RECORDS FOR THIS EXERCISE Start Marker
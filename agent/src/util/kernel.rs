//! Kernel-facing address operations, per §4.5. Every address this agent
//! binds carries the `<interface>:pllb` label and `RT_SCOPE_LINK` scope so
//! `Cleanup` can tell plenuslb-owned addresses apart from anything else on
//! the interface.
//!
//! [`Kernel`] is mockable the way `plenuslb_shared::os::env_var::EnvVarQuery`
//! is: a thin trait over the real syscalls, with a concrete implementation
//! backed by `rtnetlink`.

use async_trait::async_trait;
use futures::stream::TryStreamExt;
use mockall::automock;
use netlink_packet_route::address::{AddressAttribute, AddressMessage, AddressScope};
use rtnetlink::Handle;
use std::net::Ipv4Addr;

/// Suffix applied to every address label this agent manages, so `Cleanup`
/// can distinguish plenuslb-owned addresses from ones it must leave alone.
pub const LABEL_SUFFIX: &str = ":pllb";

#[automock]
#[async_trait]
pub trait Kernel: Send + Sync {
    /// Adds `address` (bare IPv4, no mask) to `interface` with a `/32` mask,
    /// the `<interface>:pllb` label, and `RT_SCOPE_LINK` scope. Idempotent:
    /// re-adding an address the kernel already carries is not an error.
    async fn add_address(&self, interface: &str, address: &str) -> anyhow::Result<()>;

    /// Removes `address` from `interface`. Removing an address the kernel
    /// does not carry is not an error.
    async fn remove_address(&self, interface: &str, address: &str) -> anyhow::Result<()>;

    /// Lists every `(interface, address)` currently carrying the
    /// `:pllb` label, across every interface on the host.
    async fn list_bound_addresses(&self) -> anyhow::Result<Vec<(String, String)>>;

    /// Blocks until the kernel reports an address change on any interface.
    /// The observer loop calls this in a loop; each return is one
    /// reconciliation pass.
    async fn wait_for_address_update(&self) -> anyhow::Result<()>;
}

pub struct RtnetlinkKernel {
    handle: Handle,
}

impl RtnetlinkKernel {
    /// Opens the netlink route socket used for add/remove/list. Notification
    /// subscription uses its own socket, opened lazily on first
    /// `wait_for_address_update` call.
    pub fn new() -> anyhow::Result<Self> {
        let (connection, handle, _) = rtnetlink::new_connection()?;
        tokio::spawn(connection);
        Ok(Self { handle })
    }

    fn label_for(interface: &str) -> String {
        format!("{interface}{LABEL_SUFFIX}")
    }

    async fn link_index(&self, interface: &str) -> anyhow::Result<u32> {
        let mut links = self.handle.link().get().match_name(interface.to_string()).execute();
        let link = links
            .try_next()
            .await?
            .ok_or_else(|| anyhow::anyhow!("no such interface: {interface}"))?;
        Ok(link.header.index)
    }
}

#[async_trait]
impl Kernel for RtnetlinkKernel {
    async fn add_address(&self, interface: &str, address: &str) -> anyhow::Result<()> {
        let index = self.link_index(interface).await?;
        let addr: Ipv4Addr = address.parse()?;
        let mut request = self.handle.address().add(index, addr.into(), 32);
        let message = request.message_mut();
        message.header.scope = AddressScope::Link;
        message
            .attributes
            .push(AddressAttribute::Label(Self::label_for(interface)));
        match request.execute().await {
            Ok(()) => Ok(()),
            Err(rtnetlink::Error::NetlinkError(e)) if e.raw_code() == -libc::EEXIST => Ok(()),
            Err(e) => Err(e.into()),
        }
    }

    async fn remove_address(&self, interface: &str, address: &str) -> anyhow::Result<()> {
        let index = self.link_index(interface).await?;
        let addr: Ipv4Addr = address.parse()?;
        let mut addresses = self
            .handle
            .address()
            .get()
            .set_link_index_filter(index)
            .execute();
        while let Some(msg) = addresses.try_next().await? {
            if message_address(&msg) == Some(addr) {
                return match self.handle.address().del(msg).execute().await {
                    Ok(()) => Ok(()),
                    Err(rtnetlink::Error::NetlinkError(e)) if e.raw_code() == -libc::EADDRNOTAVAIL => Ok(()),
                    Err(e) => Err(e.into()),
                };
            }
        }
        Ok(())
    }

    async fn list_bound_addresses(&self) -> anyhow::Result<Vec<(String, String)>> {
        let mut links = self.handle.link().get().execute();
        let mut by_index = std::collections::HashMap::new();
        while let Some(link) = links.try_next().await? {
            let name = link
                .attributes
                .iter()
                .find_map(|a| match a {
                    netlink_packet_route::link::LinkAttribute::IfName(name) => Some(name.clone()),
                    _ => None,
                })
                .unwrap_or_default();
            by_index.insert(link.header.index, name);
        }

        let mut out = Vec::new();
        let mut addresses = self.handle.address().get().execute();
        while let Some(msg) = addresses.try_next().await? {
            let has_label = msg.attributes.iter().any(|a| {
                matches!(a, AddressAttribute::Label(label) if label.ends_with(LABEL_SUFFIX))
            });
            if !has_label {
                continue;
            }
            if let (Some(interface), Some(addr)) =
                (by_index.get(&msg.header.index), message_address(&msg))
            {
                out.push((interface.clone(), addr.to_string()));
            }
        }
        Ok(out)
    }

    async fn wait_for_address_update(&self) -> anyhow::Result<()> {
        use netlink_sys::{protocols::NETLINK_ROUTE, AsyncSocket, SocketAddr, TokioSocket};

        // RTNLGRP_IPV4_IFADDR (5) and RTNLGRP_IPV6_IFADDR (9), as bitmasks.
        let groups = (1 << (5 - 1)) | (1 << (9 - 1));
        let mut socket = TokioSocket::new(NETLINK_ROUTE)?;
        socket.bind(&SocketAddr::new(0, groups))?;
        let mut buf = vec![0u8; 4096];
        socket.recv(&mut buf).await?;
        Ok(())
    }
}

fn message_address(msg: &AddressMessage) -> Option<Ipv4Addr> {
    msg.attributes.iter().find_map(|a| match a {
        AddressAttribute::Address(std::net::IpAddr::V4(addr)) => Some(*addr),
        _ => None,
    })
}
RECORDS FOR THIS EXERCISE End Marker
• WORK REQUIRED:
Would you copy every line from the listing above that has the string "SocketAddr" in it?

• RESULT BELOW:
        use netlink_sys::{protocols::NETLINK_ROUTE, AsyncSocket, SocketAddr, TokioSocket};
        socket.bind(&SocketAddr::new(0, groups))?;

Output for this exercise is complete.